====== Data excerpts
#![allow(unused)]

//! # contract: collaborator interfaces for delivery and sidecar metadata
//!
//! This module defines the seams between the batch engine and the code that lives
//! outside it: the delivery channel a batch is posted to, and the optional sidecar
//! source that supplies a caption and tags for a media file.
//!
//! ## Interface & Extensibility
//! - Implement [`DeliveryChannel`] to post batches somewhere (webhook, chat API, local outbox).
//! - Implement [`SidecarSource`] to attach captions/tags read from wherever they are kept.
//! - Channel errors are classified with [`DeliveryError`] so the coordinator can tell a
//!   payload-too-large rejection apart from everything else.
//!
//! ## Mocking & Testing
//! - Both traits are annotated for `mockall`; with the default `test-export-mocks` feature
//!   `MockDeliveryChannel` and `MockSidecarSource` are exported for integration tests.

use std::collections::BTreeSet;
use std::path::Path;

use async_trait::async_trait;
use mockall::{automock, predicate::*};
use thiserror::Error;

use crate::catalog::MediaFile;

/// Opaque identifier the channel hands back for a delivered batch.
pub type CorrelationId = String;

/// Failure reported by a delivery channel.
#[derive(Debug, Clone, Error, PartialEq, Eq)]
pub enum DeliveryError {
    /// The channel rejected the batch because it was too large (HTTP 413 or equivalent).
    #[error("payload too large: {0}")]
    PayloadTooLarge(String),
    /// The channel, or the message being addressed, does not exist.
    #[error("not found: {0}")]
    NotFound(String),
    /// Anything else: network errors, timeouts, unexpected responses.
    #[error("delivery failed: {0}")]
    Other(String),
}

/// Caption and tags attached to a media file by a sidecar.
#[derive(Debug, Clone, Default, PartialEq, Eq)]
pub struct Sidecar {
    pub caption: Option<String>,
    pub tags: BTreeSet<String>,
}

/// Trait for posting batches to an external channel and retracting them again.
///
/// Implementors own the wire format entirely; the coordinator only sees files, a
/// human-readable label and the returned correlation id.
#[cfg_attr(any(test, feature = "test-export-mocks"), automock)]
#[async_trait]
pub trait DeliveryChannel: Send + Sync {
    /// Post every file in `batch` as a single message labelled `label`.
    async fn send(&self, batch: &[MediaFile], label: &str) -> Result<CorrelationId, DeliveryError>;

    /// Delete a previously sent message.
    ///
    /// Implementors should report a message that is already gone as [`DeliveryError::NotFound`];
    /// callers treat that as success.
    async fn delete_message(&self, correlation_id: &str) -> Result<(), DeliveryError>;
}

/// Source of optional per-file caption and tags.
#[cfg_attr(any(test, feature = "test-export-mocks"), automock)]
pub trait SidecarSource: Send + Sync {
    /// Look up the sidecar for a media file at `path`. Missing sidecars yield `None`.
    fn read(&self, path: &Path) -> Option<Sidecar>;
}
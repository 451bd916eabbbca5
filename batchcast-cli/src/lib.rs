pub mod cli;
pub mod load_config;
pub mod webhook;

pub use cli::{run, Cli, Commands};
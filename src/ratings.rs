//! Per-file vote counters, one vote per distinct voter.

use std::collections::{BTreeMap, BTreeSet};

use chrono::{DateTime, Utc};
use serde::{Deserialize, Deserializer, Serialize};

use crate::ledger::UploadLedger;

#[derive(Debug, Clone, Default, PartialEq, Eq, Serialize)]
pub struct VoteRecord {
    pub votes: u64,
    pub voters: BTreeSet<String>,
}

// `votes` is always derived from the voter set, whatever the file claims.
impl<'de> Deserialize<'de> for VoteRecord {
    fn deserialize<D: Deserializer<'de>>(deserializer: D) -> Result<Self, D::Error> {
        #[derive(Deserialize)]
        struct Raw {
            #[serde(default)]
            voters: BTreeSet<String>,
        }
        let raw = Raw::deserialize(deserializer)?;
        Ok(VoteRecord {
            votes: raw.voters.len() as u64,
            voters: raw.voters,
        })
    }
}

#[derive(Debug, Clone, PartialEq, Eq)]
pub struct TopEntry {
    pub filename: String,
    pub votes: u64,
    pub distinct_voters: usize,
}

#[derive(Debug, Clone, Default, PartialEq, Eq, Serialize, Deserialize)]
#[serde(transparent)]
pub struct RatingLedger {
    pub files: BTreeMap<String, VoteRecord>,
}

impl RatingLedger {
    /// Count a vote. Returns `false` when this voter already voted for the file.
    pub fn record_vote(&mut self, filename: &str, voter: &str) -> bool {
        let record = self.files.entry(filename.to_string()).or_default();
        if !record.voters.insert(voter.to_string()) {
            return false;
        }
        record.votes += 1;
        true
    }

    pub fn votes_for(&self, filename: &str) -> u64 {
        self.files.get(filename).map_or(0, |r| r.votes)
    }

    pub fn remove(&mut self, filename: &str) -> Option<VoteRecord> {
        self.files.remove(filename)
    }

    pub fn total_votes(&self) -> u64 {
        self.files.values().map(|r| r.votes).sum()
    }

    /// Most-voted files among those delivered at or after `since`.
    ///
    /// Equal vote counts keep filename order.
    pub fn top_by_recency(&self, uploads: &UploadLedger, since: DateTime<Utc>, limit: usize) -> Vec<TopEntry> {
        let mut entries: Vec<TopEntry> = self
            .files
            .iter()
            .filter(|(name, _)| {
                uploads
                    .records
                    .get(name.as_str())
                    .is_some_and(|r| r.delivered_at >= since)
            })
            .map(|(name, r)| TopEntry {
                filename: name.clone(),
                votes: r.votes,
                distinct_voters: r.voters.len(),
            })
            .collect();
        entries.sort_by(|a, b| b.votes.cmp(&a.votes));
        entries.truncate(limit);
        entries
    }
}

#[cfg(test)]
mod tests {
    use super::*;
    use crate::ledger::DeliveryRecord;
    use chrono::Duration;

    #[test]
    fn repeated_votes_from_one_voter_count_once() {
        let mut ratings = RatingLedger::default();
        assert!(ratings.record_vote("a.png", "alice"));
        assert!(!ratings.record_vote("a.png", "alice"));
        assert!(ratings.record_vote("a.png", "bob"));

        let r = &ratings.files["a.png"];
        assert_eq!(r.votes, 2);
        assert_eq!(r.votes as usize, r.voters.len());
    }

    #[test]
    fn top_by_recency_filters_sorts_and_truncates() {
        let now = Utc::now();
        let mut uploads = UploadLedger::default();
        uploads.record("old.png", DeliveryRecord::new(now - Duration::days(10), "m0", 1, None));
        uploads.record("a.png", DeliveryRecord::new(now, "m1", 1, None));
        uploads.record("b.png", DeliveryRecord::new(now, "m1", 1, None));
        uploads.record("c.png", DeliveryRecord::new(now, "m1", 1, None));

        let mut ratings = RatingLedger::default();
        for voter in ["u1", "u2", "u3", "u4"] {
            ratings.record_vote("old.png", voter);
        }
        ratings.record_vote("a.png", "u1");
        ratings.record_vote("b.png", "u1");
        ratings.record_vote("b.png", "u2");
        ratings.record_vote("c.png", "u3");
        ratings.record_vote("never-delivered.png", "u1");

        let top = ratings.top_by_recency(&uploads, now - Duration::days(7), 2);
        assert_eq!(top.len(), 2);
        assert_eq!(top[0].filename, "b.png");
        assert_eq!(top[0].votes, 2);
        assert_eq!(top[1].filename, "a.png");
    }

    #[test]
    fn vote_count_is_rederived_from_voters_on_load() {
        let ratings: RatingLedger =
            serde_json::from_str(r#"{"a.png": {"votes": 9, "voters": ["x", "y"]}}"#).unwrap();
        assert_eq!(ratings.votes_for("a.png"), 2);
    }
}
============
# [Required action]
What is needed is an exact copy of the entries above, from the first line through the line holding "returned correlation id.", with both of those lines kept; please give nothing else.

# [Answer to this task]
#![allow(unused)]

//! # contract: collaborator interfaces for delivery and sidecar metadata
//!
//! This module defines the seams between the batch engine and the code that lives
//! outside it: the delivery channel a batch is posted to, and the optional sidecar
//! source that supplies a caption and tags for a media file.
//!
//! ## Interface & Extensibility
//! - Implement [`DeliveryChannel`] to post batches somewhere (webhook, chat API, local outbox).
//! - Implement [`SidecarSource`] to attach captions/tags read from wherever they are kept.
//! - Channel errors are classified with [`DeliveryError`] so the coordinator can tell a
//!   payload-too-large rejection apart from everything else.
//!
//! ## Mocking & Testing
//! - Both traits are annotated for `mockall`; with the default `test-export-mocks` feature
//!   `MockDeliveryChannel` and `MockSidecarSource` are exported for integration tests.

use std::collections::BTreeSet;
use std::path::Path;

use async_trait::async_trait;
use mockall::{automock, predicate::*};
use thiserror::Error;

use crate::catalog::MediaFile;

/// Opaque identifier the channel hands back for a delivered batch.
pub type CorrelationId = String;

/// Failure reported by a delivery channel.
#[derive(Debug, Clone, Error, PartialEq, Eq)]
pub enum DeliveryError {
    /// The channel rejected the batch because it was too large (HTTP 413 or equivalent).
    #[error("payload too large: {0}")]
    PayloadTooLarge(String),
    /// The channel, or the message being addressed, does not exist.
    #[error("not found: {0}")]
    NotFound(String),
    /// Anything else: network errors, timeouts, unexpected responses.
    #[error("delivery failed: {0}")]
    Other(String),
}

/// Caption and tags attached to a media file by a sidecar.
#[derive(Debug, Clone, Default, PartialEq, Eq)]
pub struct Sidecar {
    pub caption: Option<String>,
    pub tags: BTreeSet<String>,
}

/// Trait for posting batches to an external channel and retracting them again.
///
/// Implementors own the wire format entirely; the coordinator only sees files, a
/// human-readable label and the returned correlation id.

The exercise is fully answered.